What if I were to attach the chain from the saw to the sprocket in the centre (by the pedals) and then chain that to the rear sprockets?
And that, my friend, is the basis of the venerable shift kit.0
HOWEVER, one must be very careful of the sizes of
the drive sprockets and the driven sprockets.
One wrong calculation and the clutch would disintegrate
without nary any movement of the bicycle's rear wheel.
Basically driven sprockets (usually large) are divided by the
drive sprockets (usually much smaller).
The rare exception is where the drive sprocket is in the centre (by the pedals).
Normally on pedal bicycles, the drive sprocket in the centre is larger than the driven sprocket on the rear wheel.
This setup decreases the overall gear ratio.

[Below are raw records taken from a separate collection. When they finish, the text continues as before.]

use actix_web::{HttpRequest, HttpResponse, Result as ActixResult};
use futures_util::future::join_all;
use tracing::error;

use super::{NotificationService, build_message, validate_notification};
use crate::middlewares::RequireJWT;
use crate::models::notifications::requests::BatchEnqueueRequest;
use crate::models::notifications::responses::{BatchEnqueueResponse, BatchItemResult};
use crate::models::{ApiResponse, ErrorCode};
use crate::utils::validate::{MAX_BATCH_SIZE, validate_batch_size};

pub async fn handle_batch_enqueue(
    service: &NotificationService,
    payload: BatchEnqueueRequest,
    request: &HttpRequest,
) -> ActixResult<HttpResponse> {
    let sender = match RequireJWT::extract_user(request) {
        Some(user) => user,
        None => {
            return Ok(HttpResponse::Unauthorized()
                .json(ApiResponse::error_empty(ErrorCode::Unauthorized, "请先登录")));
        }
    };

    // 条数上限按原始请求计（去重之前），空批次同样拒绝
    if let Err(msg) = validate_batch_size(payload.notifications.len()) {
        let code = if payload.notifications.is_empty() {
            ErrorCode::BatchEmpty
        } else {
            ErrorCode::BatchSizeExceeded
        };
        return Ok(HttpResponse::BadRequest().json(ApiResponse::error_empty(code, msg)));
    }

    // 同一接收者只入队一次，保留首次出现顺序
    let items = payload.deduplicated();

    // 整批先校验，任何一条非法都在队列调用之前拒绝
    for item in &items {
        if let Err((code, msg)) = validate_notification(item) {
            return Ok(HttpResponse::BadRequest().json(ApiResponse::error_empty(code, msg)));
        }
    }

    let queue = service.get_queue(request);

    // 并发发出全部条目并等待全部结算：单条失败不中断其他条目，
    // 结果顺序与（去重后的）请求条目一一对应
    let sends = items.into_iter().map(|item| {
        let queue = queue.clone();
        let message = build_message(item, sender.id);
        async move {
            match queue.send(&message).await {
                Ok(message_id) => BatchItemResult::fulfilled(message_id),
                Err(e) => {
                    error!(
                        "Failed to enqueue {} notification for user {} in batch: {}",
                        message.notification_type.as_str(),
                        message.user_id,
                        e
                    );
                    // per-item 错误同样不透出底层详情
                    BatchItemResult::rejected(e.error_type())
                }
            }
        }
    });
    let results = join_all(sends).await;

    debug_assert!(results.len() <= MAX_BATCH_SIZE);

    // 部分失败不影响整体 success，调用方按条目状态处理
    Ok(HttpResponse::Ok().json(ApiResponse::success(
        BatchEnqueueResponse {
            success: true,
            results,
        },
        "批量通知处理完成",
    )))
}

If the pedal sprocket has 36 teeth and the rear wheel sprocket has 18 teeth, then 18/36 = .5:1.
If the gear ratio is 6:1 when reaching the pedal sprocket,
it'll total 6 x .5 = 3:1 at the rear sprocket.
In this case, your clutch would disintegrate and the bike would never move under its engine power.
However, if you had 18 teeth at the pedal sprocket and 36 teeth,
then you'd have 6 x (36/18) = 12:1.
Your bike would run sluggishly under engine power
and still burn out the clutch.
Now if you had 12:1 upon reaching the pedal sprocket,
then you'd have 24:1 at the rear sprocket.
Your engine would love these gears and scream at top end.
The trick is to attain 12:1 gearing, before you chain it to
the sprocket in the center.
Sooo, a 12-tooth engine sprocket linked to a 24-tooth jackshaft would yield 2:1.
Then a 9-tooth jackshaft chained to a 54-tooth sprocket in the centre gets 6:1.
2 x 6 = 12:1.
36/18 = 2:1.
12 x 2 = 24:1.
FYI, you want as small a jackshaft sprockets as you possibly can.
Better a tiny buzz saw at your ankle than a full-size buzz saw blade.